Using the listing, copy each whole line that features "bound".

Dataset content START

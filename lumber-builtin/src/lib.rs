#![deny(missing_docs)]
//! Builtin operators for lumber.
//!
//! Concrete implementations of the three archetypes: inputs
//! ([`TcpInputConfig`], [`GenerateInputConfig`]), parsers and
//! transformers ([`JsonParserConfig`], [`RegexParserConfig`],
//! [`NoopConfig`]), and outputs ([`StdoutConfig`], [`HttpOutputConfig`]).
//!
//! Nothing registers itself; call [`register_all`] (or the umbrella
//! crate's `default_registry`) to install the set into a registry.

pub mod input;
pub mod output;
pub mod parser;
pub mod transformer;

pub use input::generate::GenerateInputConfig;
pub use input::tcp::TcpInputConfig;
pub use output::http::HttpOutputConfig;
pub use output::stdout::StdoutConfig;
pub use parser::json::JsonParserConfig;
pub use parser::regex::RegexParserConfig;
pub use transformer::noop::NoopConfig;

use lumber_operator::{BuildError, Registry};

/// Register every builtin operator type into `registry`.
pub fn register_all(registry: &mut Registry) -> Result<(), BuildError> {
    registry.register::<TcpInputConfig>("tcp_input")?;
    registry.register::<GenerateInputConfig>("generate_input")?;
    registry.register::<JsonParserConfig>("json_parser")?;
    registry.register::<RegexParserConfig>("regex_parser")?;
    registry.register::<NoopConfig>("noop")?;
    registry.register::<StdoutConfig>("stdout")?;
    registry.register::<HttpOutputConfig>("http_output")?;
    Ok(())
}
//! Error types shared by the operator crates.

use std::fmt;

/// Errors constructing an operator from its declarative configuration.
#[derive(Debug, thiserror::Error)]
pub enum BuildError {
    /// The node's `type` is not registered, builtin or custom.
    #[error("unknown operator type `{0}`")]
    UnknownType(String),

    /// Two factories were registered under the same type name.
    #[error("operator type `{0}` registered twice")]
    DuplicateType(String),

    /// A required parameter is missing or has a bad value.
    #[error("invalid configuration for operator `{id}`: {message}")]
    InvalidConfig {
        /// The offending operator's id.
        id: String,
        /// What was wrong with it.
        message: String,
    },

    /// The node map could not be deserialized into the operator's config.
    #[error("failed to read `{operator_type}` configuration: {source}")]
    Deserialize {
        /// The operator type being configured.
        operator_type: String,
        /// The underlying deserialization failure.
        #[source]
        source: serde_yaml::Error,
    },

    /// An output reference does not name a built operator.
    #[error("operator `{id}` references undefined output `{output}`")]
    MissingOutput {
        /// The operator holding the dangling reference.
        id: String,
        /// The reference that did not resolve.
        output: String,
    },

    /// Outputs were assigned to an operator that cannot have any.
    #[error("operator `{id}` cannot be assigned outputs")]
    CannotOutput {
        /// The operator's id.
        id: String,
    },

    /// Outputs were assigned twice to the same operator.
    #[error("outputs already resolved for operator `{id}`")]
    OutputsAlreadySet {
        /// The operator's id.
        id: String,
    },
}

/// Errors from operator lifecycle transitions.
///
/// Carries only the operator's identity and a message, so pipeline-level
/// aggregates stay cheap to clone and free of entry payloads.
#[derive(Debug, Clone, thiserror::Error)]
pub enum OperatorError {
    /// The operator failed to start.
    #[error("operator `{id}` failed to start: {message}")]
    StartFailed {
        /// The operator's id.
        id: String,
        /// Why it failed.
        message: String,
    },

    /// The operator failed to stop cleanly.
    #[error("operator `{id}` failed to stop: {message}")]
    StopFailed {
        /// The operator's id.
        id: String,
        /// Why it failed.
        message: String,
    },
}

/// Errors from processing a single entry.
#[derive(Debug, thiserror::Error)]
pub enum ProcessError {
    /// `process` was called on an operator that cannot process.
    #[error("operator `{id}` does not process entries")]
    NotSupported {
        /// The operator's id.
        id: String,
    },

    /// The entry does not have the expected `parse_from` field.
    #[error("entry is missing the expected parse_from field `{field}`")]
    MissingField {
        /// The field that was absent.
        field: String,
    },

    /// The parse function rejected the input value.
    #[error("failed to parse entry: {message}")]
    ParseFailed {
        /// Why the value could not be parsed.
        message: String,
    },

    /// One or both sub-parsers failed; successful writes were kept.
    #[error("{0}")]
    SubParsers(SubParserErrors),

    /// The output's buffer rejected the entry.
    #[error(transparent)]
    Buffer(#[from] BufferError),
}

/// Joined failures from the independent time and severity sub-parsers.
///
/// The two sub-parsers always both run; this type carries whichever of
/// them failed.
#[derive(Debug, Default)]
pub struct SubParserErrors {
    /// The time sub-parser's failure, if any.
    pub time: Option<crate::timestamp::TimeParseError>,
    /// The severity sub-parser's failure, if any.
    pub severity: Option<crate::severity::SeverityParseError>,
}

impl SubParserErrors {
    /// Whether either sub-parser failed.
    #[must_use]
    pub fn is_empty(&self) -> bool {
        self.time.is_none() && self.severity.is_none()
    }
}

impl fmt::Display for SubParserErrors {
    fn fmt(&self, f: &mut fmt::Formatter<'_>) -> fmt::Result {
        let mut first = true;
        if let Some(err) = &self.time {
            write!(f, "time parser: {err}")?;
            first = false;
        }
        if let Some(err) = &self.severity {
            if !first {
                f.write_str("; ")?;
            }
            write!(f, "severity parser: {err}")?;
        }
        Ok(())
    }
}

/// Errors from buffer operations.
#[derive(Debug, thiserror::Error)]
pub enum BufferError {
    /// The wait was cancelled before it could complete.
    #[error("buffer operation cancelled")]
    Cancelled,

    /// A clearer was asked to flush a range outside its chunk.
    #[error("flush range [{lo}, {hi}) outside chunk of length {len}")]
    InvalidRange {
        /// Inclusive lower bound of the requested range.
        lo: usize,
        /// Exclusive upper bound of the requested range.
        hi: usize,
        /// The chunk's length.
        len: usize,
    },
}

/// A failed flush attempt.
///
/// The flusher retries any error until the thunk succeeds or the flusher
/// is stopped; classification of retriable vs. permanent failures is the
/// thunk's responsibility.
#[derive(Debug, thiserror::Error)]
#[error("{message}")]
pub struct FlushError {
    message: String,
}

impl FlushError {
    /// A flush error with the given message.
    #[must_use]
    pub fn new(message: impl Into<String>) -> Self {
        Self {
            message: message.into(),
        }
    }
}

impl From<String> for FlushError {
    fn from(message: String) -> Self {
        Self { message }
    }
}

impl From<&str> for FlushError {
    fn from(message: &str) -> Self {
        Self {
            message: message.to_string(),
        }
    }
}
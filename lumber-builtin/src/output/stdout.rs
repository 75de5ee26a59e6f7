//! Stdout output: one JSON object per line.

use std::io::Write;
use std::sync::{Arc, Mutex};

use async_trait::async_trait;
use lumber_entry::Entry;
use lumber_operator::config::{BuildContext, OperatorBuilder};
use lumber_operator::error::{BuildError, ProcessError};
use lumber_operator::helper::{OutputConfig, OutputOperator};
use lumber_operator::operator::Operator;
use serde::Deserialize;
use tokio_util::sync::CancellationToken;
use tracing::warn;

/// Configuration of the `stdout` operator.
#[derive(Debug, Clone, Deserialize)]
pub struct StdoutConfig {
    /// Output archetype fields.
    #[serde(flatten)]
    pub output: OutputConfig,
}

impl OperatorBuilder for StdoutConfig {
    fn id(&self) -> &str {
        self.output.id()
    }

    fn operator_type(&self) -> &str {
        self.output.operator_type()
    }

    fn output_ids(&self) -> Vec<String> {
        Vec::new()
    }

    fn set_namespace(&mut self, namespace: &str, exclusions: &[String]) {
        self.output.set_namespace(namespace, exclusions);
    }

    fn build(&self, _context: &BuildContext) -> Result<Arc<dyn Operator>, BuildError> {
        Ok(Arc::new(Stdout {
            output: self.output.build()?,
            writer: Mutex::new(Box::new(std::io::stdout())),
        }))
    }
}

/// A debugging sink that writes entries as JSON lines.
///
/// Writes go to stdout; tests swap the writer. Purely local I/O, so
/// entries are written inline rather than buffered.
pub struct Stdout {
    output: OutputOperator,
    writer: Mutex<Box<dyn Write + Send>>,
}

impl Stdout {
    /// Replace the destination writer.
    pub fn set_writer(&self, writer: Box<dyn Write + Send>) {
        let mut guard = self.writer.lock().unwrap_or_else(|e| e.into_inner());
        *guard = writer;
    }
}

#[async_trait]
impl Operator for Stdout {
    fn id(&self) -> &str {
        self.output.id()
    }

    fn operator_type(&self) -> &str {
        self.output.operator_type()
    }

    fn can_output(&self) -> bool {
        false
    }

    fn outputs(&self) -> Vec<Arc<dyn Operator>> {
        Vec::new()
    }

    fn set_outputs(&self, outputs: Vec<Arc<dyn Operator>>) -> Result<(), BuildError> {
        if outputs.is_empty() {
            return Ok(());
        }
        self.output.refuse_outputs()
    }

    fn can_process(&self) -> bool {
        true
    }

    async fn process(&self, _ctx: &CancellationToken, entry: Entry) -> Result<(), ProcessError> {
        let line = serde_json::to_string(&entry).map_err(|err| ProcessError::ParseFailed {
            message: format!("failed to encode entry: {err}"),
        })?;
        let mut writer = self.writer.lock().unwrap_or_else(|e| e.into_inner());
        if let Err(err) = writeln!(writer, "{line}") {
            warn!(operator_id = self.id(), error = %err, "stdout write failed");
        }
        Ok(())
    }
}
#![deny(missing_docs)]
//! Operator protocol for lumber.
//!
//! Defines the [`Operator`] trait (the polymorphic pipeline node), the
//! [`OperatorBuilder`]/[`Registry`] machinery that turns declarative
//! configuration into runtime operators, the archetype helpers that
//! concrete operators compose ([`helper`]), the time and severity
//! sub-parsers, and the output-side reliability layer ([`Buffer`] +
//! [`Flusher`]).

pub mod buffer;
pub mod config;
pub mod error;
pub mod flusher;
pub mod helper;
pub mod operator;
pub mod severity;
pub mod timestamp;

pub use buffer::{Buffer, BufferConfig, Clearer, MemoryBuffer};
pub use config::{BuildContext, OperatorBuilder, Registry, add_namespace};
pub use error::{
    BufferError, BuildError, FlushError, OperatorError, ProcessError, SubParserErrors,
};
pub use flusher::{Flusher, FlusherConfig};
pub use operator::Operator;
pub use severity::{SeverityParser, SeverityParserConfig};
pub use timestamp::{TimeParser, TimeParserConfig};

Dataset content END

- Task output:
        /// Inclusive lower bound of the requested range.
        /// Exclusive upper bound of the requested range.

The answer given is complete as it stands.